The granite for the lighthouse was cut in Trenton, Maine. Each block was assembled at the quarry, numbered, dissembled, ferried to the island, and reassembled. Second in height in Maine only to the Boon Island Light (137 feet above sea-level), the Petit Manan Light can be seen for over 25 nautical miles. The new lighthouse, however, had its problems. Repeated turbulent storms caused the Petit Manan lighthouse tower to start swaying in heavy winds only a year after being built in 1855. In 1887, significant repairs were made including a noteable improvement to the anchoring of the watch room and tower. The site also has a 1.5-story, wood, Victorian frame keeper's house (1875), engine house (1876), a brick fog signal building (1887), an oil house, a boat house, and additional buildings.
The light and foghorn were automated by the Coast Guard in 1972, at which time a DCB-24 optic replaced the Fresnel lens. The lens and other parts of the Petit Manan lighthouse can be viewed at the Maine Lighthouse Museum in Rockland, Maine. A renovation of the lighthouse was completed in 1998. In the spring of 2001, the light was put out of service for a couple months by a strong storm that damaged the power cable to the island. Later that year, the light was converted to solar power.

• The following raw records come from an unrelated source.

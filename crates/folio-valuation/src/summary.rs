//! Running every model and combining the results for display.

use serde::{Deserialize, Serialize};
use std::fmt;
use tracing::debug;

use crate::error::{require_finite, ValuationResult};
use crate::models::{dividend_discount, discounted_cash_flow, graham_number, pe_multiple, DcfInputs};
use crate::types::{FinancialSnapshot, ValuationAssumptions};
use crate::ValuationError;

/// Identifies a valuation model.
#[derive(Debug, Clone, Copy, PartialEq, Eq, Hash, Serialize, Deserialize)]
pub enum ValuationModel {
    /// Discounted cash flow.
    DiscountedCashFlow,
    /// Graham number.
    GrahamNumber,
    /// Gordon growth dividend discount.
    DividendDiscount,
    /// Earnings × reference P/E.
    PriceEarnings,
}

impl ValuationModel {
    /// All models in display order.
    pub const ALL: [ValuationModel; 4] = [
        Self::DiscountedCashFlow,
        Self::GrahamNumber,
        Self::DividendDiscount,
        Self::PriceEarnings,
    ];

    /// Short display label.
    #[must_use]
    pub fn label(&self) -> &'static str {
        match self {
            Self::DiscountedCashFlow => "DCF",
            Self::GrahamNumber => "Graham Number",
            Self::DividendDiscount => "Dividend Discount",
            Self::PriceEarnings => "P/E Multiple",
        }
    }
}

impl fmt::Display for ValuationModel {
    fn fmt(&self, f: &mut fmt::Formatter<'_>) -> fmt::Result {
        f.write_str(self.label())
    }
}

/// Outcome of one model.
#[derive(Debug, Clone, PartialEq, Serialize, Deserialize)]
pub struct ValuationEstimate {
    /// Model that produced the estimate.
    pub model: ValuationModel,
    /// Fair value per share; `None` when not computable.
    pub fair_value_per_share: Option<f64>,
    /// Why the model could not be computed.
    pub unavailable_reason: Option<String>,
}

impl ValuationEstimate {
    fn from_result(model: ValuationModel, result: ValuationResult<f64>) -> Self {
        match result {
            Ok(value) => Self {
                model,
                fair_value_per_share: Some(value),
                unavailable_reason: None,
            },
            Err(e) => {
                debug!("{} not computable: {}", model, e);
                Self {
                    model,
                    fair_value_per_share: None,
                    unavailable_reason: Some(e.to_string()),
                }
            }
        }
    }

    /// True if the estimate can be averaged or plotted.
    #[must_use]
    pub fn is_usable(&self) -> bool {
        self.fair_value_per_share.is_some_and(|v| v > 0.0)
    }
}

/// All estimates for a company.
#[derive(Debug, Clone, PartialEq, Serialize, Deserialize)]
pub struct ValuationSummary {
    /// Assumptions the models ran with.
    pub assumptions: ValuationAssumptions,
    /// One estimate per model, in [`ValuationModel::ALL`] order.
    pub estimates: Vec<ValuationEstimate>,
    /// Mean of strictly positive estimates; `None` if there are none.
    pub average_fair_value: Option<f64>,
}

impl ValuationSummary {
    /// Returns the estimate of a model.
    #[must_use]
    pub fn estimate(&self, model: ValuationModel) -> Option<&ValuationEstimate> {
        self.estimates.iter().find(|e| e.model == model)
    }

    /// Estimates that are strictly positive.
    pub fn usable(&self) -> impl Iterator<Item = &ValuationEstimate> {
        self.estimates.iter().filter(|e| e.is_usable())
    }

    /// Percentage by which the average fair value exceeds `price`.
    ///
    /// `None` without an average or with a non-positive price.
    #[must_use]
    pub fn upside_pct(&self, price: f64) -> Option<f64> {
        let fair = self.average_fair_value?;
        if price <= 0.0 || !price.is_finite() {
            return None;
        }
        Some((fair - price) / price * 100.0)
    }
}

/// Runs every model on a company's statements.
///
/// The dividend discount model uses next year's dividend, the trailing
/// dividend grown once at the dividend growth rate. Models whose inputs are
/// missing or invalid are reported as unavailable.
#[must_use]
pub fn value_company(
    snapshot: &FinancialSnapshot,
    assumptions: &ValuationAssumptions,
) -> ValuationSummary {
    let eps = snapshot.eps().ok_or_else(|| ValuationError::missing("eps"));

    let estimates: Vec<ValuationEstimate> = ValuationModel::ALL
        .iter()
        .map(|&model| {
            let result = match model {
                ValuationModel::DiscountedCashFlow => DcfInputs::from_snapshot(snapshot)
                    .and_then(|inputs| discounted_cash_flow(&inputs, assumptions))
                    .map(|v| v.fair_value_per_share),
                ValuationModel::GrahamNumber => eps.clone().and_then(|eps| {
                    let bvps = snapshot
                        .book_value_per_share()
                        .ok_or_else(|| ValuationError::missing("book_value_per_share"))?;
                    graham_number(eps, bvps)
                }),
                ValuationModel::DividendDiscount => snapshot
                    .dividend_per_share()
                    .ok_or_else(|| ValuationError::missing("dividend_per_share"))
                    .and_then(|d0| {
                        dividend_discount(
                            d0 * (1.0 + assumptions.dividend_growth_rate),
                            assumptions.discount_rate,
                            assumptions.dividend_growth_rate,
                        )
                    }),
                ValuationModel::PriceEarnings => {
                    eps.clone().and_then(|eps| {
                        require_finite("P/E", pe_multiple(eps, assumptions.reference_pe))
                    })
                }
            };
            ValuationEstimate::from_result(model, result)
        })
        .collect();

    let usable: Vec<f64> = estimates
        .iter()
        .filter(|e| e.is_usable())
        .filter_map(|e| e.fair_value_per_share)
        .collect();
    let average_fair_value = if usable.is_empty() {
        None
    } else {
        Some(usable.iter().sum::<f64>() / usable.len() as f64)
    };

    ValuationSummary {
        assumptions: assumptions.clone(),
        estimates,
        average_fair_value,
    }
}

The site is located at the east point of Petit Manan Island within the Petit Manan Wildlife Refuge roughly ten miles south of Milbridge and can be seen via boat tours from Milbridge and Bar Harbor. The U.S. Fish and Wildlife Service owns all the buildings except the tower which is owned by the Coast Guard but was designated for transfer in mid-2004 under the National Historic Lighthouse Preservation Act. The Fish and Wildlife Service and four private, non-profit organizations, including the Friends of Petit Manan Light, are possible suitors. While the light itself is not open to the public, the Petit Manan lighthouse site is open between September and March (closed during summer months in support of bird habitation) and is a healthy 2.5 mile hike from Petit Manan Point.